Somewhere below are a line with "self.conditions = conditions;" and a later line with "pub fn count_only(mut". Output exactly those lines and all lines between them.

*** DATA TO USE Section Begins ***

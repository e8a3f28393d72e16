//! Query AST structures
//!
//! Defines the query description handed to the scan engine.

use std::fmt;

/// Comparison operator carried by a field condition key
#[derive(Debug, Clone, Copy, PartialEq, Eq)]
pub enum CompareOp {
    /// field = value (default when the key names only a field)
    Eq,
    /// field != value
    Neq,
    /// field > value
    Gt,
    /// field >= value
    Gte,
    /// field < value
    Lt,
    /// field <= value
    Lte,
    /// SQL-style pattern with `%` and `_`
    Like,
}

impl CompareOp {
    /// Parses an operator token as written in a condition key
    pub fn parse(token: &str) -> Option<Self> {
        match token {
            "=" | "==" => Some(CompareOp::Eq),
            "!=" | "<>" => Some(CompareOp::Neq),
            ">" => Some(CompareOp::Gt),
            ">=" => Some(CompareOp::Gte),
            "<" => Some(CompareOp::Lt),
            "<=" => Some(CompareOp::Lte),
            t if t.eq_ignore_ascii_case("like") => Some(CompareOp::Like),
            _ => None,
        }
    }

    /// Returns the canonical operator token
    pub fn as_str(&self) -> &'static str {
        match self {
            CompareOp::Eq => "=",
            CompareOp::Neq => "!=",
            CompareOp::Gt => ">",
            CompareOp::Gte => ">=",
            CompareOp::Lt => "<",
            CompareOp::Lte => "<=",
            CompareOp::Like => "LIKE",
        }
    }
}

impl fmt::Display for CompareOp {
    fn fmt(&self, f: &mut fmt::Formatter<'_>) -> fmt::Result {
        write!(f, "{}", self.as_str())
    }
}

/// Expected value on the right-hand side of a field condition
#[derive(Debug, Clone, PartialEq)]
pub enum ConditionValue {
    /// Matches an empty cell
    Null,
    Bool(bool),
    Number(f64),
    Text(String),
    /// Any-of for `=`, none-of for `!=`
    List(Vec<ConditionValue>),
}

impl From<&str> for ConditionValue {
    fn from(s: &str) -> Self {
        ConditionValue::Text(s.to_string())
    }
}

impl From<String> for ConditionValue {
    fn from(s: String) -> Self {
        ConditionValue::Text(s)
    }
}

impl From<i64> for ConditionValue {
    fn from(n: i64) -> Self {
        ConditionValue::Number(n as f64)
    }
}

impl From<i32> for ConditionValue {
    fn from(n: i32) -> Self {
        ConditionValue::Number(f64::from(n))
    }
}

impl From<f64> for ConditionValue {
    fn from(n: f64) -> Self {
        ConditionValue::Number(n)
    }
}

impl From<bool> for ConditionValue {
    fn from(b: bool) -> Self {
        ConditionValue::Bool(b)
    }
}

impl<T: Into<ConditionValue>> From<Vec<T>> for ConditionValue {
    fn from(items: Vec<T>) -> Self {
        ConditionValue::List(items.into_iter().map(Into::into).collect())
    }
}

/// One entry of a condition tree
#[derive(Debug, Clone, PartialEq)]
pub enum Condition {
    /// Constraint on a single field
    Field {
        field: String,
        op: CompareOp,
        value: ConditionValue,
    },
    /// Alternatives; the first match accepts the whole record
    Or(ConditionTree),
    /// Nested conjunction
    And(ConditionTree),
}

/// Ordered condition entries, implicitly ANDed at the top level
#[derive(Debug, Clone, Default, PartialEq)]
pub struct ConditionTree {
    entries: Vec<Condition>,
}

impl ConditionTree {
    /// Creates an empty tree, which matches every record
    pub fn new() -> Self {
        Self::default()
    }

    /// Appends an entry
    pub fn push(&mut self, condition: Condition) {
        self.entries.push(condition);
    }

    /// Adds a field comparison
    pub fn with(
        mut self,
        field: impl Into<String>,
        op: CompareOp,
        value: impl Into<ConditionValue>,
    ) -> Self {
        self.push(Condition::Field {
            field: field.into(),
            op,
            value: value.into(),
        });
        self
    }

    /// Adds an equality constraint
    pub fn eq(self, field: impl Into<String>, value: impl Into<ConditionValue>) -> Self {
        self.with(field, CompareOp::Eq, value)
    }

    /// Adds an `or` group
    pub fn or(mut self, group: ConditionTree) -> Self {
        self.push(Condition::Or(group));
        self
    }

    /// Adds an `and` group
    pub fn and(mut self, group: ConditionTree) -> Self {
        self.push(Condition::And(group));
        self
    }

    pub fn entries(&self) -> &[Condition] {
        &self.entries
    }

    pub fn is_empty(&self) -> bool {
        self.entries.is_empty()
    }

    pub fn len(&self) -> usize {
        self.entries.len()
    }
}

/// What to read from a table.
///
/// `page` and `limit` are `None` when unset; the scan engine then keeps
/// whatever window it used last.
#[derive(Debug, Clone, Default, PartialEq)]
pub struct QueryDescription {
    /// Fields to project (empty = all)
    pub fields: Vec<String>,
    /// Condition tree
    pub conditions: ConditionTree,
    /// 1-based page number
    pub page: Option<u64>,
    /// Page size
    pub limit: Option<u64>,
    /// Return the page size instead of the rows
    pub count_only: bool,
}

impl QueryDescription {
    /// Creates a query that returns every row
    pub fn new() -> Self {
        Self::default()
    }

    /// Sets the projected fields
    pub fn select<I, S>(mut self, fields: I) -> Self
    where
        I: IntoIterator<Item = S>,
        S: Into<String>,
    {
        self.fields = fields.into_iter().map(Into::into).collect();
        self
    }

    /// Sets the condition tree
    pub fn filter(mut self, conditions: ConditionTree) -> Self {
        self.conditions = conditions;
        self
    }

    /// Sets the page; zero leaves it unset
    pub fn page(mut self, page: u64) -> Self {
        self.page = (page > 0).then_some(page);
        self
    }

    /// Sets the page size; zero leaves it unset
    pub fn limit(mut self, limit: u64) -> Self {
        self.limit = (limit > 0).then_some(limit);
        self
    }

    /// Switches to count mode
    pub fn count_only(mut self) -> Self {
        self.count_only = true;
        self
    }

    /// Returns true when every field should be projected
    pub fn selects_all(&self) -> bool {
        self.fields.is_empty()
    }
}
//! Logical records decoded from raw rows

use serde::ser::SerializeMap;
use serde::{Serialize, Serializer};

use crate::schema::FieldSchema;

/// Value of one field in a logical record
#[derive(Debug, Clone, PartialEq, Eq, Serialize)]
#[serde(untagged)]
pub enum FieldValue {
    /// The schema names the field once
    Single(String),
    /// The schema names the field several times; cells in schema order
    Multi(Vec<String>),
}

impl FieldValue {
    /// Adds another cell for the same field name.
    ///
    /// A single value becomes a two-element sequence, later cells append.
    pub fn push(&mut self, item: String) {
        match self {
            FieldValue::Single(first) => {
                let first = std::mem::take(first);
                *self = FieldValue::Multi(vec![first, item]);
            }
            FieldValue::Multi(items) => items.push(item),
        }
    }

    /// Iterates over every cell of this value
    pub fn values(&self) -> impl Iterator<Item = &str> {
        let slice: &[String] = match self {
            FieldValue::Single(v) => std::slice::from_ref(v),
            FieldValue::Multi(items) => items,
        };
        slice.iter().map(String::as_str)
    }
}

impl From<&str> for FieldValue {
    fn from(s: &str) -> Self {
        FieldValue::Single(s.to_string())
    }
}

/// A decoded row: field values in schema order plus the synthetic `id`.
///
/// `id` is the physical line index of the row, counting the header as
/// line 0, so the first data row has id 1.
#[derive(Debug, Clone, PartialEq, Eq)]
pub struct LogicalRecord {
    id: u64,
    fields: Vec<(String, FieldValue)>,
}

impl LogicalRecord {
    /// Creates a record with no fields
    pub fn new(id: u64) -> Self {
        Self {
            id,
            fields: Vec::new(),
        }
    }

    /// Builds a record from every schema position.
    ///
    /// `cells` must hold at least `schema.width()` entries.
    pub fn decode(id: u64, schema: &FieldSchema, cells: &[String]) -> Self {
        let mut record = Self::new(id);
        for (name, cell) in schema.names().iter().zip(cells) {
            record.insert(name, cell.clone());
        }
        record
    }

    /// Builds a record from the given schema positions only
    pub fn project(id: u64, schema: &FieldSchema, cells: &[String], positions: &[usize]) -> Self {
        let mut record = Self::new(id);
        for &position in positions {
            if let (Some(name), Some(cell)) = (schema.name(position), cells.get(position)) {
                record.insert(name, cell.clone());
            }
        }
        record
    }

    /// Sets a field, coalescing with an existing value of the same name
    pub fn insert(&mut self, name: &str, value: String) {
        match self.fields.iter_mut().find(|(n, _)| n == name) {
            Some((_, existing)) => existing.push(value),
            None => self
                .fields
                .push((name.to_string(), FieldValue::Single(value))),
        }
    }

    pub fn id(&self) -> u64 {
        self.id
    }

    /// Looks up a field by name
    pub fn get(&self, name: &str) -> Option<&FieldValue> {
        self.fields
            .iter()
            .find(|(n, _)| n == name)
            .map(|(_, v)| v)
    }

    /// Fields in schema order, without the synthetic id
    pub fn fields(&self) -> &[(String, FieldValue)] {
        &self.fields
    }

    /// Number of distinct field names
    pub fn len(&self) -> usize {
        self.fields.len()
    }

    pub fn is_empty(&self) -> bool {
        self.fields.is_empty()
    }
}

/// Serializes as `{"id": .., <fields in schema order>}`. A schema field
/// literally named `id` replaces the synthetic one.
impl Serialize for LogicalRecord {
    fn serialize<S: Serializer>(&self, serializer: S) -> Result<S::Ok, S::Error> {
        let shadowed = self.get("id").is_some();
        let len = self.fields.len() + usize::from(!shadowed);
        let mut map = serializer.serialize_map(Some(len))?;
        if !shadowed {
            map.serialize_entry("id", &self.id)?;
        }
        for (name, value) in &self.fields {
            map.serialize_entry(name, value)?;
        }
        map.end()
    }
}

*** DATA TO USE Section Ends ***

▸ RESPONSE AREA
        self.conditions = conditions;
        self
    }

    /// Sets the page; zero leaves it unset
    pub fn page(mut self, page: u64) -> Self {
        self.page = (page > 0).then_some(page);
        self
    }

    /// Sets the page size; zero leaves it unset
    pub fn limit(mut self, limit: u64) -> Self {
        self.limit = (limit > 0).then_some(limit);
        self
    }

    /// Switches to count mode
    pub fn count_only(mut self) -> Self {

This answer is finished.